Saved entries

▼

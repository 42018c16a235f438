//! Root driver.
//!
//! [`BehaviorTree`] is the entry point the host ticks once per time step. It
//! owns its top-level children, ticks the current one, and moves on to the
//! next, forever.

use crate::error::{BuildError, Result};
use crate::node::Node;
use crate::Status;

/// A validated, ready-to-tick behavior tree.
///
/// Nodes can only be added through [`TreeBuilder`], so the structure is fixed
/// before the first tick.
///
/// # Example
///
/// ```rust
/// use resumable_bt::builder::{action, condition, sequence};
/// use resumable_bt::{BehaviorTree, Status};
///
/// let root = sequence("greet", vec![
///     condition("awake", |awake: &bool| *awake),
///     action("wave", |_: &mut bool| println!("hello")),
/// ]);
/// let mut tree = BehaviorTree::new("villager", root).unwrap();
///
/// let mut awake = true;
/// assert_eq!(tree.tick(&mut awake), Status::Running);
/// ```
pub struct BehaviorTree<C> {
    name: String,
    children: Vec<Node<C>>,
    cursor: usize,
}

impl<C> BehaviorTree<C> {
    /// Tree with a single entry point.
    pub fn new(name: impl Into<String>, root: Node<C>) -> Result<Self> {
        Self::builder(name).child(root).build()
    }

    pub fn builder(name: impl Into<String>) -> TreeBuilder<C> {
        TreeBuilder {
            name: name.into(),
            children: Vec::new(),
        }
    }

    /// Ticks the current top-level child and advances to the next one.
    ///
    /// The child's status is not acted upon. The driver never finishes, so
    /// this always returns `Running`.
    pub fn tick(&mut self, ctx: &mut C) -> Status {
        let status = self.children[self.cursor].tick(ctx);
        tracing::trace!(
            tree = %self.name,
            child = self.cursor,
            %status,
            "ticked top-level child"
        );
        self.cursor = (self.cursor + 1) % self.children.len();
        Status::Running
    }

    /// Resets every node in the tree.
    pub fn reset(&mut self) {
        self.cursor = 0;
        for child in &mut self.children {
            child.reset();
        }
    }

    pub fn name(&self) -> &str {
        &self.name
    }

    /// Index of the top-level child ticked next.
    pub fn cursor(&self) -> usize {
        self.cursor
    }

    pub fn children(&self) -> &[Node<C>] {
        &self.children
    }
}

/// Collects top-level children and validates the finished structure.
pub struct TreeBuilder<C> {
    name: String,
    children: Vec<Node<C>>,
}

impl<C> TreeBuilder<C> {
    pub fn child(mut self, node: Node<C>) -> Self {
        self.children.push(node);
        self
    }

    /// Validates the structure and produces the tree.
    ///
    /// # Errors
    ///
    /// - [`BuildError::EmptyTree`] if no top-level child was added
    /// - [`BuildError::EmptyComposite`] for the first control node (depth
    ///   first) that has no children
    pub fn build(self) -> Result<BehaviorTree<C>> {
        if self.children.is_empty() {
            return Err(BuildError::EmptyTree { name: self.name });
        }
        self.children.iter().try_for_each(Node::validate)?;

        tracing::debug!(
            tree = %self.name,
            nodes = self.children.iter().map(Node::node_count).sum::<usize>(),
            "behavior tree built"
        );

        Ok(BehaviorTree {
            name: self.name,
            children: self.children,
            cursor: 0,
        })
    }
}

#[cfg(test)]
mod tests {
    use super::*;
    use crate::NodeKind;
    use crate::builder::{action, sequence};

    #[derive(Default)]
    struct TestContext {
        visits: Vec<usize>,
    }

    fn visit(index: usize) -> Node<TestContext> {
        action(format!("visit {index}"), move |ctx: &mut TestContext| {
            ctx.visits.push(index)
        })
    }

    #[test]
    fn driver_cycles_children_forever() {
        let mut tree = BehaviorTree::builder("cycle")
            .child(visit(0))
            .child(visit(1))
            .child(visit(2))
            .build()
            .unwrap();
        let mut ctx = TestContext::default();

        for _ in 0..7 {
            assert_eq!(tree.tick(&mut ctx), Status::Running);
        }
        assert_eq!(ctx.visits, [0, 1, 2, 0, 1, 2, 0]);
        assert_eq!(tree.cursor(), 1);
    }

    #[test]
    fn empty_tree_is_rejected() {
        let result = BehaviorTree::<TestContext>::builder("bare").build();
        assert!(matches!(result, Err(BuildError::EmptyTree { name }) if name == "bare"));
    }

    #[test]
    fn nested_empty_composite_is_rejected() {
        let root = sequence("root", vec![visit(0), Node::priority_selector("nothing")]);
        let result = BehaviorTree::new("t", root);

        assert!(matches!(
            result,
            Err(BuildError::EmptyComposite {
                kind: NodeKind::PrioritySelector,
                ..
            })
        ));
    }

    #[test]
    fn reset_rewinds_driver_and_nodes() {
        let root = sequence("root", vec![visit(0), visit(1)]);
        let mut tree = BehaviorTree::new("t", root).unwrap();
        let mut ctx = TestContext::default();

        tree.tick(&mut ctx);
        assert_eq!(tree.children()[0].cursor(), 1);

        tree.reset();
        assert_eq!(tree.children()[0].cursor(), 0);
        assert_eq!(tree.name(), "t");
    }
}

▲
▼

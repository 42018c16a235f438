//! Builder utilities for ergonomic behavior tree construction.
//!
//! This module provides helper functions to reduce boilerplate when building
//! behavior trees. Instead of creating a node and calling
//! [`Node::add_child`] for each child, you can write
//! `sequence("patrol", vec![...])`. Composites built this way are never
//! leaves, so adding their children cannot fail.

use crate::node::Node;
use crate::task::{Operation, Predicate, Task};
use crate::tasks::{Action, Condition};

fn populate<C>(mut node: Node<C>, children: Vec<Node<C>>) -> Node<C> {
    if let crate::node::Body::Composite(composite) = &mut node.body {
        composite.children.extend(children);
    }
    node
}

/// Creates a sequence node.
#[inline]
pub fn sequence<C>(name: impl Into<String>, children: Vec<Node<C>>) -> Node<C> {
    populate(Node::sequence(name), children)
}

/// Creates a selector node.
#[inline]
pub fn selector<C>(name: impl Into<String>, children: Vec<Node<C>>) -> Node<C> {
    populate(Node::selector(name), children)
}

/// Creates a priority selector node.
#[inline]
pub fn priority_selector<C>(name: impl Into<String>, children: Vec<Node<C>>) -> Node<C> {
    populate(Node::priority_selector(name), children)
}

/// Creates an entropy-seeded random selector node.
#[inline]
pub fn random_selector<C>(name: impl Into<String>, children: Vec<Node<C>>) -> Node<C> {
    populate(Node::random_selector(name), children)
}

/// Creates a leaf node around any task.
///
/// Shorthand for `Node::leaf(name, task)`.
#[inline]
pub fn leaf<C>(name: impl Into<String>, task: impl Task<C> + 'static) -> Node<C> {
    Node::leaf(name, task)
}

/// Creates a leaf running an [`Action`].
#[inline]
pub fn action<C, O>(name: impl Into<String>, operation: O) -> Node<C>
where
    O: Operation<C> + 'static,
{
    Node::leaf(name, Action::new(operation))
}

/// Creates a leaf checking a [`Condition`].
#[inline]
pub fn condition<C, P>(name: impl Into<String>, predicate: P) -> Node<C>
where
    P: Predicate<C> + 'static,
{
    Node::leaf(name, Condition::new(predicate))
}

▲
▼

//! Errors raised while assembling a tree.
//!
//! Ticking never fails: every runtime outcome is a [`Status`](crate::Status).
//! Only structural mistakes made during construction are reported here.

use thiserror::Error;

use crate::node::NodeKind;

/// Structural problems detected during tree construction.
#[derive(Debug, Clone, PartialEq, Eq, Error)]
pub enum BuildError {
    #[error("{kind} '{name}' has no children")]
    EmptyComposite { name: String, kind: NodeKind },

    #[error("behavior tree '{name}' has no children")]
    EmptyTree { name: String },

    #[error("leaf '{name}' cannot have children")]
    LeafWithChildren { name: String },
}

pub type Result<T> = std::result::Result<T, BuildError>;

▲

-- DIRECTIONS FOR THIS TASK --
Look through the data above. Each line containing the word "awake" needs to be copied.

-- TASK SOLUTION --
///     condition("awake", |awake: &bool| *awake),
/// let mut awake = true;
/// assert_eq!(tree.tick(&mut awake), Status::Running);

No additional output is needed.